Task input
//! Per-message-kind payload decoders.
//!
//! Each decoder is a pure function from the raw payload string to a typed
//! record. Malformed payloads never panic and never escalate past this
//! boundary; callers log the [`DecodeError`] and keep the previous state.

use thiserror::Error;

#[derive(Debug, Error, PartialEq)]
pub enum DecodeError {
    #[error("malformed pixel payload: {0:?}")]
    MalformedPixel(String),
    #[error("invalid color literal: {0:?}")]
    InvalidColor(String),
    #[error("malformed audio frame: {0:?}")]
    MalformedAudioFrame(String),
    #[error("malformed volume range: {0:?}")]
    MalformedVolumeRange(String),
    #[error("weather report is not valid JSON: {0}")]
    WeatherJson(String),
}

/// A decoded `debug/color` payload: `<index>:#RRGGBB`.
#[derive(Debug, Clone, PartialEq, Eq)]
pub struct PixelColor {
    pub index: usize,
    /// Normalized to uppercase with a leading `#`.
    pub color: String,
}

/// A decoded `debug/brightness` payload: `<index>:<brightness>`.
///
/// Brightness is nominally 0-255 but is not clamped here; the opacity
/// mapping in the visualization clamps at render time.
#[derive(Debug, Clone, Copy, PartialEq, Eq)]
pub struct PixelBrightness {
    pub index: usize,
    pub brightness: u32,
}

/// One audio telemetry frame from the MAX9814 monitor.
#[derive(Debug, Clone, PartialEq)]
pub struct AudioFrame {
    pub raw: i64,
    pub volume_db: f32,
    pub vu_level: u8,
    /// Up to 12 band magnitudes; shorter when the device sent fewer.
    pub spectrum: Vec<f32>,
}

/// Calibration range for the volume bar, in dB.
#[derive(Debug, Clone, Copy, PartialEq)]
pub struct VolumeRange {
    pub min_db: f32,
    pub max_db: f32,
}

/// `status` payload. The literal `"on"` means on; anything else is off.
/// There is no error case.
pub fn decode_status(payload: &str) -> bool {
    payload == "on"
}

/// `mode` / `controller` payloads are free-form tokens. Internal state is
/// lowercased; the original casing is kept for display.
pub fn decode_token(payload: &str) -> (String, String) {
    (payload.to_lowercase(), payload.to_string())
}

/// `debug/index` payload. Only `clear` (any casing) means anything.
pub fn decode_debug_clear(payload: &str) -> bool {
    payload.eq_ignore_ascii_case("clear")
}

/// Validates a `#RRGGBB` color literal and normalizes it to uppercase.
pub fn normalize_color(raw: &str) -> Result<String, DecodeError> {
    let hex = raw
        .strip_prefix('#')
        .ok_or_else(|| DecodeError::InvalidColor(raw.to_string()))?;
    if hex.len() != 6 || !hex.chars().all(|c| c.is_ascii_hexdigit()) {
        return Err(DecodeError::InvalidColor(raw.to_string()));
    }
    Ok(format!("#{}", hex.to_uppercase()))
}

fn parse_index(raw: &str) -> Option<usize> {
    if raw.is_empty() || !raw.chars().all(|c| c.is_ascii_digit()) {
        return None;
    }
    raw.parse().ok()
}

/// Decodes `<index>:#RRGGBB`.
pub fn decode_pixel_color(payload: &str) -> Result<PixelColor, DecodeError> {
    let (index, color) = payload
        .split_once(':')
        .ok_or_else(|| DecodeError::MalformedPixel(payload.to_string()))?;
    let index =
        parse_index(index).ok_or_else(|| DecodeError::MalformedPixel(payload.to_string()))?;
    let color = normalize_color(color)?;
    Ok(PixelColor { index, color })
}

/// Decodes `<index>:<brightness>`.
pub fn decode_pixel_brightness(payload: &str) -> Result<PixelBrightness, DecodeError> {
    let (index, brightness) = payload
        .split_once(':')
        .ok_or_else(|| DecodeError::MalformedPixel(payload.to_string()))?;
    let index =
        parse_index(index).ok_or_else(|| DecodeError::MalformedPixel(payload.to_string()))?;
    if brightness.is_empty() || !brightness.chars().all(|c| c.is_ascii_digit()) {
        return Err(DecodeError::MalformedPixel(payload.to_string()));
    }
    let brightness = brightness
        .parse()
        .map_err(|_| DecodeError::MalformedPixel(payload.to_string()))?;
    Ok(PixelBrightness { index, brightness })
}

/// Decodes `raw,volume,vuLevel,band0,...,band11`.
///
/// The first three fields are fixed-position; the remainder is the
/// spectrum, truncated to 12 bands. A frame with fewer than 15 fields is
/// valid and simply yields a shorter spectrum.
pub fn decode_audio_frame(payload: &str) -> Result<AudioFrame, DecodeError> {
    let mut parts = payload.split(',');
    let err = || DecodeError::MalformedAudioFrame(payload.to_string());

    let raw = parts.next().and_then(|p| p.trim().parse().ok()).ok_or_else(err)?;
    let volume_db = parts.next().and_then(|p| p.trim().parse().ok()).ok_or_else(err)?;
    let vu_level = parts.next().and_then(|p| p.trim().parse().ok()).ok_or_else(err)?;

    let mut spectrum = Vec::with_capacity(12);
    for band in parts.take(12) {
        spectrum.push(band.trim().parse().map_err(|_| err())?);
    }

    Ok(AudioFrame {
        raw,
        volume_db,
        vu_level,
        spectrum,
    })
}

/// Decodes `minDb,maxDb`. Exactly two fields, otherwise the previous
/// range stays in effect.
pub fn decode_volume_range(payload: &str) -> Result<VolumeRange, DecodeError> {
    let parts: Vec<&str> = payload.split(',').collect();
    let err = || DecodeError::MalformedVolumeRange(payload.to_string());
    let [min, max] = parts.as_slice() else {
        return Err(err());
    };
    let min_db = min.trim().parse().map_err(|_| err())?;
    let max_db = max.trim().parse().map_err(|_| err())?;
    Ok(VolumeRange { min_db, max_db })
}

#[cfg(test)]
mod tests {
    use super::*;

    #[test]
    fn status_matches_only_literal_on() {
        assert!(decode_status("on"));
        assert!(!decode_status("off"));
        assert!(!decode_status("On"));
        assert!(!decode_status(""));
    }

    #[test]
    fn tokens_keep_display_casing() {
        let (internal, display) = decode_token("Luminaire");
        assert_eq!(internal, "luminaire");
        assert_eq!(display, "Luminaire");
    }

    #[test]
    fn decodes_pixel_color() {
        let rec = decode_pixel_color("3:#aabbcc").unwrap();
        assert_eq!(rec.index, 3);
        assert_eq!(rec.color, "#AABBCC");
    }

    #[test]
    fn rejects_malformed_pixel_color() {
        assert!(decode_pixel_color("abc:#ZZZZZZ").is_err());
        assert!(decode_pixel_color("3:#ZZZZZZ").is_err());
        assert!(decode_pixel_color("3:#ABC").is_err());
        assert!(decode_pixel_color("3#AABBCC").is_err());
        assert!(decode_pixel_color("-1:#AABBCC").is_err());
    }

    #[test]
    fn decodes_pixel_brightness_without_clamping() {
        let rec = decode_pixel_brightness("5:128").unwrap();
        assert_eq!(rec.index, 5);
        assert_eq!(rec.brightness, 128);
        // Out-of-range values pass decode; clamping is a render concern.
        assert_eq!(decode_pixel_brightness("0:999").unwrap().brightness, 999);
    }

    #[test]
    fn rejects_malformed_pixel_brightness() {
        assert!(decode_pixel_brightness("5:full").is_err());
        assert!(decode_pixel_brightness("5").is_err());
    }

    #[test]
    fn clear_is_case_insensitive() {
        assert!(decode_debug_clear("clear"));
        assert!(decode_debug_clear("CLEAR"));
        assert!(!decode_debug_clear("reset"));
    }

    #[test]
    fn decodes_full_audio_frame() {
        let frame = decode_audio_frame(
            "512,65.2,3,0.4,0.5,0.6,0.7,0.6,0.5,0.4,0.3,0.2,0.1,0.05,0.03",
        )
        .unwrap();
        assert_eq!(frame.raw, 512);
        assert_eq!(frame.vu_level, 3);
        assert_eq!(frame.spectrum.len(), 12);
        assert_eq!(frame.spectrum[0], 0.4);
    }

    #[test]
    fn short_audio_frame_yields_short_spectrum() {
        let frame = decode_audio_frame("512,65.2,3").unwrap();
        assert!(frame.spectrum.is_empty());

        let frame = decode_audio_frame("512,65.2,3,0.1,0.2").unwrap();
        assert_eq!(frame.spectrum, vec![0.1, 0.2]);
    }

    #[test]
    fn extra_audio_bands_are_truncated() {
        let payload = format!("1,2.0,3{}", ",0.1".repeat(20));
        let frame = decode_audio_frame(&payload).unwrap();
        assert_eq!(frame.spectrum.len(), 12);
    }

    #[test]
    fn rejects_malformed_audio_frame() {
        assert!(decode_audio_frame("").is_err());
        assert!(decode_audio_frame("512,loud").is_err());
        assert!(decode_audio_frame("512,65.2,3,x").is_err());
    }

    #[test]
    fn decodes_volume_range() {
        let range = decode_volume_range("30,120").unwrap();
        assert_eq!(range.min_db, 30.0);
        assert_eq!(range.max_db, 120.0);
    }

    #[test]
    fn volume_range_needs_exactly_two_fields() {
        assert!(decode_volume_range("30").is_err());
        assert!(decode_volume_range("30,120,5").is_err());
        assert!(decode_volume_range("low,high").is_err());
    }

    #[test]
    fn normalizes_colors() {
        assert_eq!(normalize_color("#ff00aa").unwrap(), "#FF00AA");
        assert!(normalize_color("ff00aa").is_err());
        assert!(normalize_color("#ff00a").is_err());
        assert!(normalize_color("#gg0000").is_err());
    }
}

What is being asked
Search the data for the string "state" and copy out every line where it is found.

Exercise result
//! boundary; callers log the [`DecodeError`] and keep the previous state.
/// `mode` / `controller` payloads are free-form tokens. Internal state is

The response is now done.